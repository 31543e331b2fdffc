// Lossless video encoding through an external encoder process
//
// This module defines the supported codecs and the settings used to build
// the encoder command line. To add a new codec:
// 1. Add variant to VideoCodec enum
// 2. Add the encoder's codec name in encoder_name()
// 3. Check the built-in argument list in EncoderSettings::arguments()

pub mod encoder;

pub use encoder::{EncoderError, EncoderPipeline, EncoderStats};

use std::path::{Path, PathBuf};

use serde::{Deserialize, Serialize};

use crate::devices::Resolution;

/// Supported lossless codecs
#[derive(Debug, Clone, Copy, PartialEq, Eq, Hash, Default, Serialize, Deserialize)]
#[serde(rename_all = "lowercase")]
pub enum VideoCodec {
    /// FFV1 - intra-only lossless, the default for 16-bit depth
    #[default]
    Ffv1,
    /// H.264 at a fixed rate factor
    H264,
}

impl VideoCodec {
    /// Name passed to the encoder's `-vcodec`
    pub fn encoder_name(&self) -> &'static str {
        match self {
            VideoCodec::Ffv1 => "ffv1",
            VideoCodec::H264 => "h264",
        }
    }

    pub fn display_name(&self) -> &'static str {
        match self {
            VideoCodec::Ffv1 => "FFV1",
            VideoCodec::H264 => "H.264",
        }
    }
}

/// Raw pixel layouts written to the encoder input
#[derive(Debug, Clone, Copy, PartialEq, Eq, Hash, Default, Serialize, Deserialize)]
#[serde(rename_all = "lowercase")]
pub enum PixelFormat {
    /// 16-bit grayscale, little-endian samples
    #[default]
    Gray16le,
}

impl PixelFormat {
    /// Name passed to the encoder's `-pix_fmt`
    pub fn name(&self) -> &'static str {
        match self {
            PixelFormat::Gray16le => "gray16le",
        }
    }

    pub fn bytes_per_pixel(&self) -> usize {
        match self {
            PixelFormat::Gray16le => 2,
        }
    }

    /// Size of one frame in bytes
    pub fn frame_bytes(&self, size: Resolution) -> usize {
        size.pixel_count() * self.bytes_per_pixel()
    }
}

/// Encoder process settings
#[derive(Debug, Clone, PartialEq, Serialize, Deserialize)]
pub struct EncoderSettings {
    /// Encoder executable
    #[serde(default = "default_program")]
    pub program: PathBuf,

    #[serde(default)]
    pub codec: VideoCodec,

    /// Constant rate factor
    #[serde(default = "default_crf")]
    pub crf: u32,

    #[serde(default = "default_preset")]
    pub preset: String,

    #[serde(default = "default_threads")]
    pub threads: u32,

    /// Slices for parallel encoding
    #[serde(default = "default_slices")]
    pub slices: u32,

    /// Protect slices with a CRC
    #[serde(default = "default_slicecrc")]
    pub slicecrc: u32,

    #[serde(default = "default_fps")]
    pub fps: u32,

    /// Replaces the built-in argument list. Placeholders `{output}`,
    /// `{size}`, `{pix_fmt}` and `{fps}` are substituted per stream.
    #[serde(default)]
    pub custom_args: Option<Vec<String>>,
}

impl Default for EncoderSettings {
    fn default() -> Self {
        Self {
            program: default_program(),
            codec: VideoCodec::default(),
            crf: default_crf(),
            preset: default_preset(),
            threads: default_threads(),
            slices: default_slices(),
            slicecrc: default_slicecrc(),
            fps: default_fps(),
            custom_args: None,
        }
    }
}

impl EncoderSettings {
    /// Arguments for one output stream
    pub fn arguments(&self, output: &Path, pixel_format: PixelFormat, size: Resolution) -> Vec<String> {
        let output = output.to_string_lossy().to_string();

        if let Some(template) = &self.custom_args {
            return template
                .iter()
                .map(|arg| {
                    arg.replace("{output}", &output)
                        .replace("{size}", &size.size_arg())
                        .replace("{pix_fmt}", pixel_format.name())
                        .replace("{fps}", &self.fps.to_string())
                })
                .collect();
        }

        let fps = self.fps.to_string();
        vec![
            "-y".into(),
            "-loglevel".into(),
            "fatal".into(),
            "-framerate".into(),
            fps.clone(),
            "-f".into(),
            "rawvideo".into(),
            "-s".into(),
            size.size_arg(),
            "-pix_fmt".into(),
            pixel_format.name().into(),
            "-i".into(),
            "-".into(),
            "-an".into(),
            "-crf".into(),
            self.crf.to_string(),
            "-vcodec".into(),
            self.codec.encoder_name().into(),
            "-preset".into(),
            self.preset.clone(),
            "-threads".into(),
            self.threads.to_string(),
            "-slices".into(),
            self.slices.to_string(),
            "-slicecrc".into(),
            self.slicecrc.to_string(),
            "-r".into(),
            fps,
            output,
        ]
    }
}

fn default_program() -> PathBuf {
    PathBuf::from("ffmpeg")
}

fn default_crf() -> u32 {
    10
}

fn default_preset() -> String {
    "ultrafast".to_string()
}

fn default_threads() -> u32 {
    6
}

fn default_slices() -> u32 {
    24
}

fn default_slicecrc() -> u32 {
    1
}

fn default_fps() -> u32 {
    30
}

#[cfg(test)]
mod tests {
    use super::*;

    #[test]
    fn builtin_arguments_describe_raw_input() {
        let args = EncoderSettings::default().arguments(
            Path::new("/tmp/depth.avi"),
            PixelFormat::Gray16le,
            Resolution::new(640, 576),
        );
        let joined = args.join(" ");
        assert!(joined.contains("-f rawvideo -s 640x576 -pix_fmt gray16le -i -"));
        assert!(joined.contains("-vcodec ffv1"));
        assert!(joined.contains("-slices 24 -slicecrc 1"));
        assert_eq!(args.last().map(String::as_str), Some("/tmp/depth.avi"));
    }

    #[test]
    fn custom_template_substitutes_placeholders() {
        let settings = EncoderSettings {
            custom_args: Some(vec![
                "--size={size}".into(),
                "--fmt={pix_fmt}".into(),
                "--rate={fps}".into(),
                "{output}".into(),
            ]),
            fps: 15,
            ..Default::default()
        };
        let args = settings.arguments(Path::new("ir.avi"), PixelFormat::Gray16le, Resolution::new(4, 2));
        assert_eq!(args, vec!["--size=4x2", "--fmt=gray16le", "--rate=15", "ir.avi"]);
    }

    #[test]
    fn frame_bytes_counts_two_bytes_per_sample() {
        assert_eq!(
            PixelFormat::Gray16le.frame_bytes(Resolution::new(640, 576)),
            640 * 576 * 2
        );
    }
}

___

• Problem requirements:
If a line in the records holds the string "PathBuf", copy it.

• Solution:
use std::path::{Path, PathBuf};
    pub program: PathBuf,
fn default_program() -> PathBuf {
    PathBuf::from("ffmpeg")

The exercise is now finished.